- _DESCRIPTION OF THE TASK_
Nothing but the lines from the start of the records below through the line that has "statement, hence atomic." should appear, each exactly as given.

START DATA FOR ANALYSIS

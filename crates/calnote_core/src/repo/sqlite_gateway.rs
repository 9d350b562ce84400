//! SQLite-backed persistence gateway.
//!
//! # Responsibility
//! - Implement [`PersistenceGateway`] over the migrated SQLite schema.
//! - Own the single, lazily opened connection handle.
//! - Keep blocking SQLite work off the async executor.
//!
//! # Invariants
//! - The connection is opened (and migrated) on first use, then reused for
//!   the lifetime of the gateway.
//! - Every write is one SQL statement, hence atomic.
//! - Stored rows that cannot be decoded surface as `Corrupted`.

use crate::db::{open_db, open_db_in_memory, DbError};
use crate::model::day_entry::{parse_entry_date, DayEntry};
use crate::model::month::MonthKey;
use crate::model::settings::Settings;
use crate::repo::gateway::{
    Collection, MonthCollection, PersistenceGateway, StorageError, StorageErrorKind,
    StorageResult, SETTINGS_KEY,
};
use async_trait::async_trait;
use rusqlite::{params, Connection, ErrorCode, OptionalExtension, Row};
use std::collections::BTreeMap;
use std::path::PathBuf;
use std::sync::{Arc, Mutex};

#[derive(Debug, Clone)]
enum DbTarget {
    File(PathBuf),
    Memory,
}

impl DbTarget {
    fn open(&self) -> Result<Connection, DbError> {
        match self {
            Self::File(path) => open_db(path),
            Self::Memory => open_db_in_memory(),
        }
    }
}

/// Gateway over one SQLite database.
pub struct SqliteGateway {
    target: DbTarget,
    conn: Arc<Mutex<Option<Connection>>>,
}

impl SqliteGateway {
    /// Gateway over a database file. Nothing is opened until first use.
    pub fn open_file(path: impl Into<PathBuf>) -> Self {
        Self {
            target: DbTarget::File(path.into()),
            conn: Arc::new(Mutex::new(None)),
        }
    }

    /// Gateway over a private in-memory database.
    pub fn in_memory() -> Self {
        Self {
            target: DbTarget::Memory,
            conn: Arc::new(Mutex::new(None)),
        }
    }

    /// Wraps an already migrated connection, e.g. one returned by `open_db`.
    pub fn from_connection(conn: Connection) -> Self {
        Self {
            target: DbTarget::Memory,
            conn: Arc::new(Mutex::new(Some(conn))),
        }
    }

    async fn run<T, F>(
        &self,
        collection: Collection,
        kind: StorageErrorKind,
        op: F,
    ) -> StorageResult<T>
    where
        T: Send + 'static,
        F: FnOnce(&Connection) -> StorageResult<T> + Send + 'static,
    {
        let handle = Arc::clone(&self.conn);
        let target = self.target.clone();

        tokio::task::spawn_blocking(move || {
            let mut guard = handle.lock().map_err(|_| {
                StorageError::new(
                    StorageErrorKind::Unavailable,
                    Some(collection),
                    "connection lock poisoned",
                )
            })?;
            if guard.is_none() {
                let opened = target.open().map_err(|err| {
                    StorageError::from_db(StorageErrorKind::Unavailable, Some(collection), &err)
                })?;
                *guard = Some(opened);
            }
            match guard.as_ref() {
                Some(conn) => op(conn),
                None => Err(StorageError::new(
                    StorageErrorKind::Unavailable,
                    Some(collection),
                    "connection missing after open",
                )),
            }
        })
        .await
        .map_err(|err| {
            StorageError::new(kind, Some(collection), format!("storage task failed: {err}"))
        })?
    }
}

#[async_trait]
impl PersistenceGateway for SqliteGateway {
    async fn load_entries(&self) -> StorageResult<Vec<DayEntry>> {
        let collection = Collection::Entries;
        self.run(collection, StorageErrorKind::ReadFailed, move |conn| {
            let sql_err = sql_error(StorageErrorKind::ReadFailed, collection);
            let mut stmt = conn
                .prepare(
                    "SELECT date, text, symbol, stamp, time_from, time_to
                     FROM day_entries;",
                )
                .map_err(&sql_err)?;
            let mut rows = stmt.query([]).map_err(&sql_err)?;
            let mut entries = Vec::new();
            while let Some(row) = rows.next().map_err(&sql_err)? {
                entries.push(parse_entry_row(row).map_err(&sql_err)??);
            }
            Ok(entries)
        })
        .await
    }

    async fn load_settings(&self) -> StorageResult<Option<serde_json::Value>> {
        let collection = Collection::Settings;
        self.run(collection, StorageErrorKind::ReadFailed, move |conn| {
            let raw: Option<String> = conn
                .query_row(
                    "SELECT value FROM settings WHERE key = ?1;",
                    [SETTINGS_KEY],
                    |row| row.get(0),
                )
                .optional()
                .map_err(sql_error(StorageErrorKind::ReadFailed, collection))?;

            raw.map(|text| {
                serde_json::from_str(&text).map_err(|err| {
                    StorageError::new(
                        StorageErrorKind::Corrupted,
                        Some(collection),
                        format!("settings document is not valid JSON: {err}"),
                    )
                })
            })
            .transpose()
        })
        .await
    }

    async fn load_month_values(
        &self,
        month_collection: MonthCollection,
    ) -> StorageResult<BTreeMap<String, String>> {
        let collection = month_collection.collection();
        self.run(collection, StorageErrorKind::ReadFailed, move |conn| {
            let sql_err = sql_error(StorageErrorKind::ReadFailed, collection);
            let mut stmt = conn
                .prepare(&format!(
                    "SELECT month_key, value FROM {};",
                    collection.table_name()
                ))
                .map_err(&sql_err)?;
            let mut rows = stmt.query([]).map_err(&sql_err)?;
            let mut values = BTreeMap::new();
            while let Some(row) = rows.next().map_err(&sql_err)? {
                let key: String = row.get("month_key").map_err(&sql_err)?;
                let value: String = row.get("value").map_err(&sql_err)?;
                values.insert(key, value);
            }
            Ok(values)
        })
        .await
    }

    async fn put_entry(&self, entry: &DayEntry) -> StorageResult<()> {
        let collection = Collection::Entries;
        let entry = entry.clone();
        self.run(collection, StorageErrorKind::WriteFailed, move |conn| {
            conn.execute(
                "INSERT INTO day_entries (date, text, symbol, stamp, time_from, time_to, updated_at)
                 VALUES (?1, ?2, ?3, ?4, ?5, ?6, (strftime('%s', 'now') * 1000))
                 ON CONFLICT(date) DO UPDATE SET
                    text = excluded.text,
                    symbol = excluded.symbol,
                    stamp = excluded.stamp,
                    time_from = excluded.time_from,
                    time_to = excluded.time_to,
                    updated_at = excluded.updated_at;",
                params![
                    entry.date_key(),
                    entry.text.as_str(),
                    entry.symbol.as_deref(),
                    entry.stamp.as_deref(),
                    entry.time_from.as_str(),
                    entry.time_to.as_str(),
                ],
            )
            .map_err(sql_error(StorageErrorKind::WriteFailed, collection))?;
            Ok(())
        })
        .await
    }

    async fn put_settings(&self, settings: &Settings) -> StorageResult<()> {
        let collection = Collection::Settings;
        let document = serde_json::to_string(settings).map_err(|err| {
            StorageError::new(
                StorageErrorKind::WriteFailed,
                Some(collection),
                format!("settings could not be encoded: {err}"),
            )
        })?;
        self.run(collection, StorageErrorKind::WriteFailed, move |conn| {
            conn.execute(
                "INSERT INTO settings (key, value, updated_at)
                 VALUES (?1, ?2, (strftime('%s', 'now') * 1000))
                 ON CONFLICT(key) DO UPDATE SET
                    value = excluded.value,
                    updated_at = excluded.updated_at;",
                params![SETTINGS_KEY, document],
            )
            .map_err(sql_error(StorageErrorKind::WriteFailed, collection))?;
            Ok(())
        })
        .await
    }

    async fn put_month_value(
        &self,
        month_collection: MonthCollection,
        key: &MonthKey,
        value: &str,
    ) -> StorageResult<()> {
        let collection = month_collection.collection();
        let key = key.as_str().to_string();
        let value = value.to_string();
        self.run(collection, StorageErrorKind::WriteFailed, move |conn| {
            conn.execute(
                &format!(
                    "INSERT INTO {} (month_key, value, updated_at)
                     VALUES (?1, ?2, (strftime('%s', 'now') * 1000))
                     ON CONFLICT(month_key) DO UPDATE SET
                        value = excluded.value,
                        updated_at = excluded.updated_at;",
                    collection.table_name()
                ),
                params![key, value],
            )
            .map_err(sql_error(StorageErrorKind::WriteFailed, collection))?;
            Ok(())
        })
        .await
    }

    async fn remove_month_value(
        &self,
        month_collection: MonthCollection,
        key: &MonthKey,
    ) -> StorageResult<()> {
        let collection = month_collection.collection();
        let key = key.as_str().to_string();
        self.run(collection, StorageErrorKind::WriteFailed, move |conn| {
            conn.execute(
                &format!(
                    "DELETE FROM {} WHERE month_key = ?1;",
                    collection.table_name()
                ),
                [key],
            )
            .map_err(sql_error(StorageErrorKind::WriteFailed, collection))?;
            Ok(())
        })
        .await
    }
}

/// Decodes one `day_entries` row.
///
/// The outer result carries SQLite access errors, the inner one decoding
/// failures of the stored values.
fn parse_entry_row(row: &Row<'_>) -> rusqlite::Result<StorageResult<DayEntry>> {
    let date_text: String = row.get("date")?;
    let date = match parse_entry_date(&date_text) {
        Ok(date) => date,
        Err(err) => {
            return Ok(Err(StorageError::new(
                StorageErrorKind::Corrupted,
                Some(Collection::Entries),
                format!("invalid value in day_entries.date: {err}"),
            )));
        }
    };

    let symbol: Option<String> = row.get("symbol")?;
    let stamp: Option<String> = row.get("stamp")?;
    Ok(Ok(DayEntry {
        date,
        text: row.get("text")?,
        symbol: symbol.filter(|value| !value.is_empty()),
        stamp: stamp.filter(|value| !value.is_empty()),
        time_from: row.get("time_from")?,
        time_to: row.get("time_to")?,
    }))
}

fn sql_error(
    kind: StorageErrorKind,
    collection: Collection,
) -> impl Fn(rusqlite::Error) -> StorageError {
    move |err| {
        let kind = match &err {
            rusqlite::Error::SqliteFailure(failure, _)
                if matches!(
                    failure.code,
                    ErrorCode::DatabaseCorrupt | ErrorCode::NotADatabase
                ) =>
            {
                StorageErrorKind::Corrupted
            }
            rusqlite::Error::InvalidColumnType(..)
            | rusqlite::Error::FromSqlConversionFailure(..) => StorageErrorKind::Corrupted,
            _ => kind,
        };
        StorageError::new(kind, Some(collection), err.to_string())
    }
}
//! Domain model for calendar annotations.
//!
//! # Responsibility
//! - Define the records held by the state store and persisted by the gateway.
//! - Keep month arithmetic and key formatting in one place.
//!
//! # Invariants
//! - Day entries are keyed by calendar date; per-month metadata by `MonthKey`.
//! - Optional values have exactly one "unset" representation.

pub mod day_entry;
pub mod month;
pub mod settings;
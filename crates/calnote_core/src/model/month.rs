//! Month arithmetic and month-key formatting.
//!
//! # Invariants
//! - `YearMonth.month0` is zero-indexed (`0..=11`).
//! - `MonthKey` is always `YYYY-MM` with a 1-indexed, zero-padded month.

use chrono::{Datelike, NaiveDate};
use once_cell::sync::Lazy;
use regex::Regex;
use std::fmt::{Display, Formatter};

static MONTH_KEY_RE: Lazy<Regex> =
    Lazy::new(|| Regex::new(r"^([0-9]{4})-(0[1-9]|1[0-2])$").expect("valid month key regex"));

/// A calendar month, ordered chronologically.
#[derive(Debug, Clone, Copy, PartialEq, Eq, PartialOrd, Ord, Hash)]
pub struct YearMonth {
    year: i32,
    month0: u32,
}

/// The month currently displayed by the calendar.
pub type CalendarView = YearMonth;

impl YearMonth {
    /// Returns `None` when `month0` is outside `0..=11`.
    pub fn new(year: i32, month0: u32) -> Option<Self> {
        (month0 < 12).then_some(Self { year, month0 })
    }

    pub fn from_date(date: NaiveDate) -> Self {
        Self {
            year: date.year(),
            month0: date.month0(),
        }
    }

    /// Parses a `YYYY-MM` month key.
    pub fn parse_key(value: &str) -> Option<Self> {
        let caps = MONTH_KEY_RE.captures(value.trim())?;
        let year = caps.get(1)?.as_str().parse::<i32>().ok()?;
        let month1 = caps.get(2)?.as_str().parse::<u32>().ok()?;
        Self::new(year, month1 - 1)
    }

    pub fn year(self) -> i32 {
        self.year
    }

    /// Zero-indexed month.
    pub fn month0(self) -> u32 {
        self.month0
    }

    pub fn previous(self) -> Self {
        if self.month0 == 0 {
            Self {
                year: self.year - 1,
                month0: 11,
            }
        } else {
            Self {
                year: self.year,
                month0: self.month0 - 1,
            }
        }
    }

    pub fn next(self) -> Self {
        if self.month0 == 11 {
            Self {
                year: self.year + 1,
                month0: 0,
            }
        } else {
            Self {
                year: self.year,
                month0: self.month0 + 1,
            }
        }
    }

    pub fn key(self) -> MonthKey {
        MonthKey(format!("{:04}-{:02}", self.year, self.month0 + 1))
    }

    pub fn first_day(self) -> Option<NaiveDate> {
        NaiveDate::from_ymd_opt(self.year, self.month0 + 1, 1)
    }

    pub fn last_day(self) -> Option<NaiveDate> {
        self.next().first_day()?.pred_opt()
    }

    /// Every date of this month in ascending order.
    pub fn days(self) -> Vec<NaiveDate> {
        match (self.first_day(), self.last_day()) {
            (Some(first), Some(last)) => first.iter_days().take_while(|d| *d <= last).collect(),
            _ => Vec::new(),
        }
    }

    pub fn contains(self, date: NaiveDate) -> bool {
        date.year() == self.year && date.month0() == self.month0
    }
}

impl Display for YearMonth {
    fn fmt(&self, f: &mut Formatter<'_>) -> std::fmt::Result {
        write!(f, "{:04}-{:02}", self.year, self.month0 + 1)
    }
}

/// Key of per-month metadata (`YYYY-MM`).
#[derive(Debug, Clone, PartialEq, Eq, PartialOrd, Ord, Hash)]
pub struct MonthKey(String);

impl MonthKey {
    /// Parses and re-formats a stored key; `None` when malformed.
    pub fn parse(value: &str) -> Option<Self> {
        YearMonth::parse_key(value).map(YearMonth::key)
    }

    pub fn as_str(&self) -> &str {
        &self.0
    }
}

impl Display for MonthKey {
    fn fmt(&self, f: &mut Formatter<'_>) -> std::fmt::Result {
        f.write_str(&self.0)
    }
}

/// Month key for a `(year, zero-indexed month)` pair.
///
/// Months outside `0..=11` roll into the neighbouring years.
pub fn month_key(year: i32, month0: u32) -> MonthKey {
    let year = year + (month0 / 12) as i32;
    YearMonth {
        year,
        month0: month0 % 12,
    }
    .key()
}

#[cfg(test)]
mod tests {
    use super::{month_key, MonthKey, YearMonth};
    use chrono::NaiveDate;

    #[test]
    fn month_key_pads_one_indexed_month() {
        assert_eq!(month_key(2024, 0).as_str(), "2024-01");
        assert_eq!(month_key(2024, 11).as_str(), "2024-12");
    }

    #[test]
    fn previous_and_next_wrap_years() {
        let jan = YearMonth::new(2024, 0).unwrap();
        assert_eq!(jan.previous(), YearMonth::new(2023, 11).unwrap());
        assert_eq!(jan.previous().next(), jan);
    }

    #[test]
    fn days_cover_whole_month() {
        let feb_leap = YearMonth::new(2024, 1).unwrap();
        let days = feb_leap.days();
        assert_eq!(days.len(), 29);
        assert_eq!(days[0], NaiveDate::from_ymd_opt(2024, 2, 1).unwrap());
        assert_eq!(days[28], NaiveDate::from_ymd_opt(2024, 2, 29).unwrap());

        assert_eq!(YearMonth::new(2023, 11).unwrap().days().len(), 31);
    }

    #[test]
    fn parse_key_rejects_malformed_values() {
        assert_eq!(YearMonth::parse_key("2019-05"), YearMonth::new(2019, 4));
        assert!(YearMonth::parse_key("2019-13").is_none());
        assert!(YearMonth::parse_key("2019-5").is_none());
        assert!(MonthKey::parse("garbage").is_none());
    }

    #[test]
    fn ordering_is_chronological() {
        let floor = YearMonth::new(2019, 4).unwrap();
        assert!(YearMonth::new(2019, 3).unwrap() < floor);
        assert!(YearMonth::new(2018, 11).unwrap() < floor);
        assert!(YearMonth::new(2020, 0).unwrap() > floor);
    }
}
use calnote_core::db::open_db;
use calnote_core::{
    month_key, Collection, DayEntry, MonthCollection, PersistenceGateway, Settings, SettingsPatch,
    SqliteGateway, StorageErrorKind,
};
use chrono::NaiveDate;
use rusqlite::Connection;

fn date(y: i32, m: u32, d: u32) -> NaiveDate {
    NaiveDate::from_ymd_opt(y, m, d).unwrap()
}

fn full_entry() -> DayEntry {
    DayEntry {
        date: date(2024, 3, 4),
        text: "inventory\nsecond line".to_string(),
        symbol: Some("◯".to_string()),
        stamp: Some("star".to_string()),
        time_from: "09:00".to_string(),
        time_to: "17:30".to_string(),
    }
}

#[tokio::test]
async fn never_written_collections_load_empty() {
    let gateway = SqliteGateway::in_memory();

    assert!(gateway.load_entries().await.unwrap().is_empty());
    assert!(gateway.load_settings().await.unwrap().is_none());
    for collection in MonthCollection::ALL {
        assert!(gateway.load_month_values(collection).await.unwrap().is_empty());
    }
}

#[tokio::test]
async fn put_entry_round_trips_every_field() {
    let gateway = SqliteGateway::in_memory();
    let entry = full_entry();

    gateway.put_entry(&entry).await.unwrap();

    assert_eq!(gateway.load_entries().await.unwrap(), vec![entry]);
}

#[tokio::test]
async fn put_entry_upserts_by_date() {
    let gateway = SqliteGateway::in_memory();
    let mut entry = full_entry();
    gateway.put_entry(&entry).await.unwrap();

    entry.text = "closed".to_string();
    entry.symbol = None;
    gateway.put_entry(&entry).await.unwrap();

    let loaded = gateway.load_entries().await.unwrap();
    assert_eq!(loaded.len(), 1);
    assert_eq!(loaded[0], entry);
}

#[tokio::test]
async fn settings_document_round_trips() {
    let gateway = SqliteGateway::in_memory();
    let settings = Settings::default().merged(&SettingsPatch {
        shop_name: Some("Corner Bakery".to_string()),
        background_opacity: Some(0.75),
        ..SettingsPatch::default()
    });

    gateway.put_settings(&settings).await.unwrap();

    let document = gateway.load_settings().await.unwrap().unwrap();
    let decoded: Settings = serde_json::from_value(document).unwrap();
    assert_eq!(decoded, settings);
}

#[tokio::test]
async fn month_values_are_keyed_per_collection() {
    let gateway = SqliteGateway::in_memory();
    let march = month_key(2024, 2);

    gateway
        .put_month_value(MonthCollection::Comments, &march, "stocktake on the 15th")
        .await
        .unwrap();
    gateway
        .put_month_value(MonthCollection::Themes, &march, "sakura")
        .await
        .unwrap();

    let comments = gateway
        .load_month_values(MonthCollection::Comments)
        .await
        .unwrap();
    assert_eq!(
        comments.get("2024-03").map(String::as_str),
        Some("stocktake on the 15th")
    );
    assert!(gateway
        .load_month_values(MonthCollection::GridStyles)
        .await
        .unwrap()
        .is_empty());

    gateway
        .remove_month_value(MonthCollection::Comments, &march)
        .await
        .unwrap();
    gateway
        .remove_month_value(MonthCollection::Comments, &march)
        .await
        .unwrap();
    assert!(gateway
        .load_month_values(MonthCollection::Comments)
        .await
        .unwrap()
        .is_empty());
    assert_eq!(
        gateway
            .load_month_values(MonthCollection::Themes)
            .await
            .unwrap()
            .len(),
        1
    );
}

#[tokio::test]
async fn file_gateway_persists_across_instances() {
    let dir = tempfile::tempdir().unwrap();
    let path = dir.path().join("calnote.sqlite3");

    let first = SqliteGateway::open_file(&path);
    first.put_entry(&full_entry()).await.unwrap();
    drop(first);

    let second = SqliteGateway::open_file(&path);
    assert_eq!(second.load_entries().await.unwrap(), vec![full_entry()]);
}

#[tokio::test]
async fn undecodable_rows_surface_as_corrupted() {
    let dir = tempfile::tempdir().unwrap();
    let path = dir.path().join("damaged.sqlite3");
    let conn = open_db(&path).unwrap();
    conn.execute_batch(
        "INSERT INTO day_entries (date, text, symbol, stamp, time_from, time_to, updated_at)
         VALUES ('not-a-date', '', NULL, NULL, '', '', 0);
         INSERT INTO settings (key, value, updated_at) VALUES ('settings', '{broken', 0);",
    )
    .unwrap();

    let gateway = SqliteGateway::from_connection(conn);

    let entries_err = gateway.load_entries().await.unwrap_err();
    assert_eq!(entries_err.kind(), StorageErrorKind::Corrupted);
    assert_eq!(entries_err.collection(), Some(Collection::Entries));
    assert!(entries_err.detail().contains("day_entries.date"));
    let settings_err = gateway.load_settings().await.unwrap_err();
    assert_eq!(settings_err.kind(), StorageErrorKind::Corrupted);
    assert!(!settings_err.message().is_empty());
}

#[tokio::test]
async fn newer_schema_file_is_unavailable() {
    let dir = tempfile::tempdir().unwrap();
    let path = dir.path().join("future.sqlite3");
    let conn = Connection::open(&path).unwrap();
    conn.execute_batch("PRAGMA user_version = 999;").unwrap();
    drop(conn);

    let gateway = SqliteGateway::open_file(&path);
    let err = gateway.load_entries().await.unwrap_err();
    assert_eq!(err.kind(), StorageErrorKind::Unavailable);
}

END DATA FOR ANALYSIS

- _OUTPUT BELOW_
filename crates/calnote_core/src/repo/sqlite_gateway.rs
repository 9d350b562ce84400
//! SQLite-backed persistence gateway.
//!
//! # Responsibility
//! - Implement [`PersistenceGateway`] over the migrated SQLite schema.
//! - Own the single, lazily opened connection handle.
//! - Keep blocking SQLite work off the async executor.
//!
//! # Invariants
//! - The connection is opened (and migrated) on first use, then reused for
//!   the lifetime of the gateway.
//! - Every write is one SQL statement, hence atomic.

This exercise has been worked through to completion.